**WHAT YOU NEED TO DO**
Please find every line of the listing below where "ProviderSettings" occurs and copy it.
━━━━━ SUPPLIED DATA ━━━━━
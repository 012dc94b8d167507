//! Configuration module
//!
//! Provider credentials and the upload policy (naming, crop mode, video timing). Both are
//! read from the environment (with `.env` support) and validated once, at construction
//! time; nothing here is re-read per request.

use std::env;
use std::fmt::{Debug, Formatter, Result as FmtResult};
use std::str::FromStr;

use serde::{Deserialize, Serialize};
use validator::Validate;

use crate::constants::{
    DEFAULT_IMAGE_HEIGHT, DEFAULT_IMAGE_WIDTH, DEFAULT_OVERLAY_FONT,
    DEFAULT_VIDEO_DURATION_SECS, DEFAULT_VIDEO_FADE_MS, DEFAULT_VIDEO_HEIGHT,
    DEFAULT_VIDEO_START_OFFSET_SECS, DEFAULT_VIDEO_WIDTH,
};
use crate::error::{MediaError, MediaResult};
use crate::models::CropMode;

const ENV_API_KEY: &str = "MEDIAGATE_API_KEY";
const ENV_API_SECRET: &str = "MEDIAGATE_API_SECRET";
const ENV_CLOUD_NAME: &str = "MEDIAGATE_CLOUD_NAME";
const ENV_NAMING_POLICY: &str = "MEDIAGATE_NAMING_POLICY";
const ENV_CROP_MODE: &str = "MEDIAGATE_CROP_MODE";
const ENV_VIDEO_START_OFFSET: &str = "MEDIAGATE_VIDEO_START_OFFSET_SECS";
const ENV_VIDEO_DURATION: &str = "MEDIAGATE_VIDEO_DURATION_SECS";
const ENV_VIDEO_FADE: &str = "MEDIAGATE_VIDEO_FADE_MS";
const ENV_OVERLAY_FONT: &str = "MEDIAGATE_OVERLAY_FONT";

/// Provider account credentials
///
/// Deserialize only, and the secret is redacted from `Debug`.
#[derive(Clone, Deserialize, Validate)]
pub struct ProviderSettings {
    #[validate(length(min = 1, message = "api_key cannot be empty"))]
    pub api_key: String,
    #[validate(length(min = 1, message = "api_secret cannot be empty"))]
    pub api_secret: String,
    #[validate(length(min = 1, message = "cloud_name cannot be empty"))]
    pub cloud_name: String,
}

impl Debug for ProviderSettings {
    fn fmt(&self, f: &mut Formatter<'_>) -> FmtResult {
        f.debug_struct("ProviderSettings")
            .field("api_key", &self.api_key)
            .field("api_secret", &"<redacted>")
            .field("cloud_name", &self.cloud_name)
            .finish()
    }
}

impl ProviderSettings {
    pub fn new(
        api_key: impl Into<String>,
        api_secret: impl Into<String>,
        cloud_name: impl Into<String>,
    ) -> Self {
        Self {
            api_key: api_key.into(),
            api_secret: api_secret.into(),
            cloud_name: cloud_name.into(),
        }
    }

    /// Load credentials from MEDIAGATE_API_KEY, MEDIAGATE_API_SECRET and MEDIAGATE_CLOUD_NAME.
    pub fn from_env() -> MediaResult<Self> {
        dotenvy::dotenv().ok();
        Self::from_lookup(|key| env::var(key).ok())
    }

    /// Build settings from an arbitrary key lookup. Missing or empty values are fatal.
    pub fn from_lookup<F>(lookup: F) -> MediaResult<Self>
    where
        F: Fn(&str) -> Option<String>,
    {
        let required = |key: &str| {
            lookup(key).ok_or_else(|| MediaError::Configuration(format!("{} is not set", key)))
        };

        let settings = Self {
            api_key: required(ENV_API_KEY)?,
            api_secret: required(ENV_API_SECRET)?,
            cloud_name: required(ENV_CLOUD_NAME)?,
        };
        settings.check()?;
        Ok(settings)
    }

    /// Validate that every credential is present.
    pub fn check(&self) -> MediaResult<()> {
        self.validate()?;
        Ok(())
    }
}

/// How public ids are laid out on the provider
///
/// Exactly one policy is active for a given uploader.
#[derive(Debug, Clone, Copy, Default, PartialEq, Eq, Serialize, Deserialize)]
#[serde(rename_all = "snake_case")]
pub enum NamingPolicy {
    /// `public_id = <stem>` stored under a per-kind folder
    #[default]
    Folder,
    /// `public_id = <kind-folder>/<stem>` with no folder field
    PathEmbedded,
}

impl FromStr for NamingPolicy {
    type Err = MediaError;

    fn from_str(s: &str) -> Result<Self, Self::Err> {
        match s.trim().to_lowercase().as_str() {
            "folder" => Ok(NamingPolicy::Folder),
            "path" | "path_embedded" | "path-embedded" => Ok(NamingPolicy::PathEmbedded),
            _ => Err(MediaError::Configuration(format!(
                "Invalid naming policy: {}",
                s
            ))),
        }
    }
}

impl FromStr for CropMode {
    type Err = MediaError;

    fn from_str(s: &str) -> Result<Self, Self::Err> {
        match s.trim().to_lowercase().as_str() {
            "limit" => Ok(CropMode::Limit),
            "fill" => Ok(CropMode::Fill),
            _ => Err(MediaError::Configuration(format!("Invalid crop mode: {}", s))),
        }
    }
}

/// Defaults applied by the transformation builder
#[derive(Debug, Clone, PartialEq, Eq, Serialize, Deserialize)]
pub struct TransformationDefaults {
    pub crop_mode: CropMode,
    pub image_width: u32,
    pub image_height: u32,
    pub video_width: u32,
    pub video_height: u32,
    pub video_start_offset_secs: u32,
    pub video_duration_secs: u32,
    /// Length of both the fade-in and the fade-out
    pub video_fade_ms: u32,
    pub overlay_font_family: String,
}

impl Default for TransformationDefaults {
    fn default() -> Self {
        Self {
            crop_mode: CropMode::Limit,
            image_width: DEFAULT_IMAGE_WIDTH,
            image_height: DEFAULT_IMAGE_HEIGHT,
            video_width: DEFAULT_VIDEO_WIDTH,
            video_height: DEFAULT_VIDEO_HEIGHT,
            video_start_offset_secs: DEFAULT_VIDEO_START_OFFSET_SECS,
            video_duration_secs: DEFAULT_VIDEO_DURATION_SECS,
            video_fade_ms: DEFAULT_VIDEO_FADE_MS,
            overlay_font_family: DEFAULT_OVERLAY_FONT.to_string(),
        }
    }
}

/// Upload policy selected once per deployment
#[derive(Debug, Clone, Default, PartialEq, Eq, Serialize, Deserialize)]
pub struct UploaderConfig {
    pub naming: NamingPolicy,
    pub transformation: TransformationDefaults,
}

impl UploaderConfig {
    pub fn from_env() -> MediaResult<Self> {
        dotenvy::dotenv().ok();
        Self::from_lookup(|key| env::var(key).ok())
    }

    /// Build the policy from a key lookup. Unset keys fall back to defaults; values that
    /// do not parse are a configuration error.
    pub fn from_lookup<F>(lookup: F) -> MediaResult<Self>
    where
        F: Fn(&str) -> Option<String>,
    {
        let defaults = TransformationDefaults::default();

        let naming = parse_or(&lookup, ENV_NAMING_POLICY, NamingPolicy::Folder)?;
        let crop_mode = parse_or(&lookup, ENV_CROP_MODE, defaults.crop_mode)?;
        let video_start_offset_secs = parse_number_or(
            &lookup,
            ENV_VIDEO_START_OFFSET,
            defaults.video_start_offset_secs,
        )?;
        let video_duration_secs =
            parse_number_or(&lookup, ENV_VIDEO_DURATION, defaults.video_duration_secs)?;
        let video_fade_ms = parse_number_or(&lookup, ENV_VIDEO_FADE, defaults.video_fade_ms)?;
        let overlay_font_family = lookup(ENV_OVERLAY_FONT)
            .map(|font| font.trim().to_string())
            .filter(|font| !font.is_empty())
            .unwrap_or(defaults.overlay_font_family.clone());

        if video_duration_secs == 0 {
            return Err(MediaError::Configuration(format!(
                "{} must be greater than zero",
                ENV_VIDEO_DURATION
            )));
        }

        tracing::debug!(
            naming = ?naming,
            crop_mode = crop_mode.as_str(),
            video_start_offset_secs,
            video_duration_secs,
            video_fade_ms,
            overlay_font = %overlay_font_family,
            "Uploader configuration loaded"
        );

        Ok(Self {
            naming,
            transformation: TransformationDefaults {
                crop_mode,
                video_start_offset_secs,
                video_duration_secs,
                video_fade_ms,
                overlay_font_family,
                ..defaults
            },
        })
    }
}

fn parse_or<F, T>(lookup: &F, key: &str, default: T) -> MediaResult<T>
where
    F: Fn(&str) -> Option<String>,
    T: FromStr<Err = MediaError>,
{
    match lookup(key) {
        Some(value) if !value.trim().is_empty() => value.parse(),
        _ => Ok(default),
    }
}

fn parse_number_or<F>(lookup: &F, key: &str, default: u32) -> MediaResult<u32>
where
    F: Fn(&str) -> Option<String>,
{
    match lookup(key) {
        Some(value) if !value.trim().is_empty() => value.trim().parse::<u32>().map_err(|e| {
            MediaError::Configuration(format!("{} must be a non-negative integer: {}", key, e))
        }),
        _ => Ok(default),
    }
}
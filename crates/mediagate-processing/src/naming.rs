//! Storage naming - maps a logical file name to a provider identifier
//!
//! The public id is always derived from the caller's logical name, never from the name
//! of the file that was actually uploaded.

use mediagate_core::constants::RAW_ACCESS_MODE;
use mediagate_core::models::StorageIdentifier;
use mediagate_core::{AssetKind, NamingPolicy};

pub struct StorageNaming;

impl StorageNaming {
    /// Build the storage identifier for `logical_name` under `policy`.
    pub fn identify(
        logical_name: &str,
        kind: AssetKind,
        policy: NamingPolicy,
    ) -> StorageIdentifier {
        let stem = strip_extension(logical_name);
        let access_mode = match kind {
            AssetKind::RawDocument => Some(RAW_ACCESS_MODE.to_string()),
            _ => None,
        };

        match policy {
            NamingPolicy::Folder => StorageIdentifier {
                folder: Some(kind.folder().to_string()),
                public_id: stem.to_string(),
                use_filename: false,
                // Images are overwritten on re-upload; videos and documents get a unique suffix
                unique_filename: !matches!(kind, AssetKind::Image),
                overwrite: match kind {
                    AssetKind::Video => Some(false),
                    _ => None,
                },
                access_mode,
            },
            NamingPolicy::PathEmbedded => StorageIdentifier {
                folder: None,
                public_id: format!("{}/{}", kind.folder(), stem),
                use_filename: false,
                unique_filename: false,
                overwrite: None,
                access_mode,
            },
        }
    }
}

/// File name without its directory and without one trailing extension.
///
/// `"cat.final.jpg"` becomes `"cat.final"`; dot-files such as `".env"` are kept whole.
pub fn strip_extension(name: &str) -> &str {
    let file_name = name.rsplit(['/', '\\']).next().unwrap_or(name);

    match file_name.rfind('.') {
        Some(idx) if idx > 0 => &file_name[..idx],
        _ => file_name,
    }
}
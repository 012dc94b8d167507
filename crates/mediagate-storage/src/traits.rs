//! Media provider abstraction
//!
//! This module defines the `MediaClient` trait that every provider client implements,
//! together with the request and response shapes exchanged with it.

use async_trait::async_trait;
use http::StatusCode;
use mediagate_core::models::{DeletionRequest, StorageIdentifier, TransformationSpec};
use mediagate_core::{MediaResult, ResourceKind};
use tokio::io::AsyncRead;

/// Everything the provider needs for one upload
///
/// The stream is borrowed: the caller keeps ownership and the read cursor belongs to
/// this request until the upload call returns.
pub struct ProviderUploadRequest<'a> {
    pub stream: &'a mut (dyn AsyncRead + Send + Unpin),
    pub original_name: &'a str,
    pub resource_kind: ResourceKind,
    pub storage: StorageIdentifier,
    /// `None` uploads the asset untransformed
    pub transformation: Option<TransformationSpec>,
}

/// Raw provider answer to an upload
#[derive(Debug, Clone, PartialEq, Eq)]
pub struct ProviderUploadResponse {
    pub status_code: StatusCode,
    pub public_id: Option<String>,
    pub url: Option<String>,
    pub secure_url: Option<String>,
}

/// Raw provider answer to a deletion
#[derive(Debug, Clone, PartialEq, Eq)]
pub struct ProviderDestroyResponse {
    pub status_code: StatusCode,
    pub result: Option<String>,
}

/// Media provider client
///
/// Implementations own authentication and transport. They must be safe to share between
/// concurrent uploads. `Ok(None)` means the provider produced no response record;
/// `Err` is reserved for transport failures, which the uploader propagates untouched.
#[async_trait]
pub trait MediaClient: Send + Sync {
    /// Submit one asset with its storage identifier and transformation
    async fn upload(
        &self,
        request: ProviderUploadRequest<'_>,
    ) -> MediaResult<Option<ProviderUploadResponse>>;

    /// Delete one asset by public id
    async fn destroy(
        &self,
        request: DeletionRequest,
    ) -> MediaResult<Option<ProviderDestroyResponse>>;

    /// Short provider name used in logs
    fn provider_name(&self) -> &'static str;
}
━━━━━
**RESULT BELOW**
pub struct ProviderSettings {
impl Debug for ProviderSettings {
        f.debug_struct("ProviderSettings")
impl ProviderSettings {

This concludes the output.